:: THE PROBLEM ::
Every line with "LogAnalyticsWorkspace" in it must be copied from the data.

Collected data:
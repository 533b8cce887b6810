use serde::{Deserialize, Serialize};
use std::collections::{BTreeMap, BTreeSet};
use std::fmt;

/// Every resource the descriptor knows about.
///
/// The declaration order doubles as the tie-break order for deployment.
#[derive(Debug, Clone, Copy, PartialEq, Eq, PartialOrd, Ord, Hash, Serialize, Deserialize)]
#[serde(rename_all = "snake_case")]
pub enum ResourceKind {
    ManagedIdentity,
    LogAnalyticsWorkspace,
    ApplicationInsights,
    ContainerRegistry,
    ContainerAppsEnvironment,
    AiAccount,
    AiProject,
    ContainerApp,
}

impl ResourceKind {
    pub const ALL: [ResourceKind; 8] = [
        ResourceKind::ManagedIdentity,
        ResourceKind::LogAnalyticsWorkspace,
        ResourceKind::ApplicationInsights,
        ResourceKind::ContainerRegistry,
        ResourceKind::ContainerAppsEnvironment,
        ResourceKind::AiAccount,
        ResourceKind::AiProject,
        ResourceKind::ContainerApp,
    ];

    /// Name prefix for generated names
    pub fn abbreviation(self) -> &'static str {
        match self {
            ResourceKind::ManagedIdentity => "id-",
            ResourceKind::LogAnalyticsWorkspace => "log-",
            ResourceKind::ApplicationInsights => "appi-",
            ResourceKind::ContainerRegistry => "cr",
            ResourceKind::ContainerAppsEnvironment => "cae-",
            ResourceKind::AiAccount => "aif-",
            ResourceKind::AiProject => "proj-",
            ResourceKind::ContainerApp => "ca-",
        }
    }

    /// ARM resource type
    pub fn resource_type(self) -> &'static str {
        match self {
            ResourceKind::ManagedIdentity => "Microsoft.ManagedIdentity/userAssignedIdentities",
            ResourceKind::LogAnalyticsWorkspace => "Microsoft.OperationalInsights/workspaces",
            ResourceKind::ApplicationInsights => "Microsoft.Insights/components",
            ResourceKind::ContainerRegistry => "Microsoft.ContainerRegistry/registries",
            ResourceKind::ContainerAppsEnvironment => "Microsoft.App/managedEnvironments",
            ResourceKind::AiAccount => "Microsoft.CognitiveServices/accounts",
            ResourceKind::AiProject => "Microsoft.CognitiveServices/accounts/projects",
            ResourceKind::ContainerApp => "Microsoft.App/containerApps",
        }
    }

    pub fn as_str(self) -> &'static str {
        match self {
            ResourceKind::ManagedIdentity => "managed_identity",
            ResourceKind::LogAnalyticsWorkspace => "log_analytics_workspace",
            ResourceKind::ApplicationInsights => "application_insights",
            ResourceKind::ContainerRegistry => "container_registry",
            ResourceKind::ContainerAppsEnvironment => "container_apps_environment",
            ResourceKind::AiAccount => "ai_account",
            ResourceKind::AiProject => "ai_project",
            ResourceKind::ContainerApp => "container_app",
        }
    }
}

impl fmt::Display for ResourceKind {
    fn fmt(&self, f: &mut fmt::Formatter<'_>) -> fmt::Result {
        f.write_str(self.as_str())
    }
}

/// A resource this deployment creates
#[derive(Debug, Clone, PartialEq, Eq, Serialize, Deserialize)]
pub struct Resource {
    pub kind: ResourceKind,
    pub name: String,
    pub id: String,
    #[serde(rename = "type")]
    pub resource_type: String,
    pub location: String,
    /// Provisioned resources that must exist first
    pub depends_on: Vec<ResourceKind>,
    pub properties: BTreeMap<String, String>,
}

/// Whether, and how, a resource takes part in a deployment
#[derive(Debug, Clone, PartialEq, Eq, Serialize, Deserialize)]
#[serde(tag = "state", rename_all = "snake_case")]
pub enum ResourceSlot {
    Provisioned(Resource),
    /// Pre-existing resource, used by id and never modified
    Referenced { id: String },
    Absent,
}

impl ResourceSlot {
    pub fn is_present(&self) -> bool {
        !matches!(self, ResourceSlot::Absent)
    }

    pub fn resource(&self) -> Option<&Resource> {
        match self {
            ResourceSlot::Provisioned(resource) => Some(resource),
            _ => None,
        }
    }

    /// Resource id output; blank when absent
    pub fn id(&self) -> &str {
        match self {
            ResourceSlot::Provisioned(resource) => &resource.id,
            ResourceSlot::Referenced { id } => id,
            ResourceSlot::Absent => "",
        }
    }

    /// Name output; blank when absent. Referenced ids end in the name.
    pub fn name(&self) -> &str {
        match self {
            ResourceSlot::Provisioned(resource) => &resource.name,
            ResourceSlot::Referenced { id } => id
                .trim_end_matches('/')
                .rsplit('/')
                .next()
                .unwrap_or_default(),
            ResourceSlot::Absent => "",
        }
    }
}

/// The planned deployment
#[derive(Debug, Clone, PartialEq, Eq, Serialize, Deserialize)]
pub struct ResourceGraph {
    pub environment_name: String,
    pub resource_token: String,
    pub slots: BTreeMap<ResourceKind, ResourceSlot>,
}

impl ResourceGraph {
    pub fn slot(&self, kind: ResourceKind) -> &ResourceSlot {
        self.slots.get(&kind).unwrap_or(&ResourceSlot::Absent)
    }

    /// Resources this deployment creates, in kind order
    pub fn provisioned(&self) -> impl Iterator<Item = &Resource> {
        self.slots.values().filter_map(ResourceSlot::resource)
    }

    /// Provisioned resources ordered so each comes after its dependencies.
    ///
    /// Ties are broken by kind order, so the result is stable.
    pub fn deployment_order(&self) -> Vec<ResourceKind> {
        let mut pending: BTreeMap<ResourceKind, BTreeSet<ResourceKind>> = self
            .provisioned()
            .map(|r| {
                let deps = r
                    .depends_on
                    .iter()
                    .copied()
                    .filter(|d| self.slot(*d).resource().is_some())
                    .collect();
                (r.kind, deps)
            })
            .collect();

        let mut order = Vec::with_capacity(pending.len());
        while let Some(next) = pending
            .iter()
            .find(|(_, deps)| deps.is_empty())
            .map(|(kind, _)| *kind)
        {
            pending.remove(&next);
            for deps in pending.values_mut() {
                deps.remove(&next);
            }
            order.push(next);
        }

        // Leftovers would mean a cycle; the planner never builds one
        order.extend(pending.into_keys());
        order
    }

    /// Flat `<kind>_id` / `<kind>_name` outputs, blank for absent resources
    pub fn outputs(&self) -> BTreeMap<String, String> {
        let mut outputs = BTreeMap::new();
        for kind in ResourceKind::ALL {
            let slot = self.slot(kind);
            outputs.insert(format!("{}_id", kind), slot.id().to_string());
            outputs.insert(format!("{}_name", kind), slot.name().to_string());
        }
        outputs
    }

    pub fn to_json_pretty(&self) -> serde_json::Result<String> {
        let value = serde_json::json!({
            "graph": self,
            "deployment_order": self.deployment_order(),
            "outputs": self.outputs(),
        });
        serde_json::to_string_pretty(&value)
    }
}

:: ANSWER TO THE EXERCISE ::
    LogAnalyticsWorkspace,
        ResourceKind::LogAnalyticsWorkspace,
            ResourceKind::LogAnalyticsWorkspace => "log-",
            ResourceKind::LogAnalyticsWorkspace => "Microsoft.OperationalInsights/workspaces",
            ResourceKind::LogAnalyticsWorkspace => "log_analytics_workspace",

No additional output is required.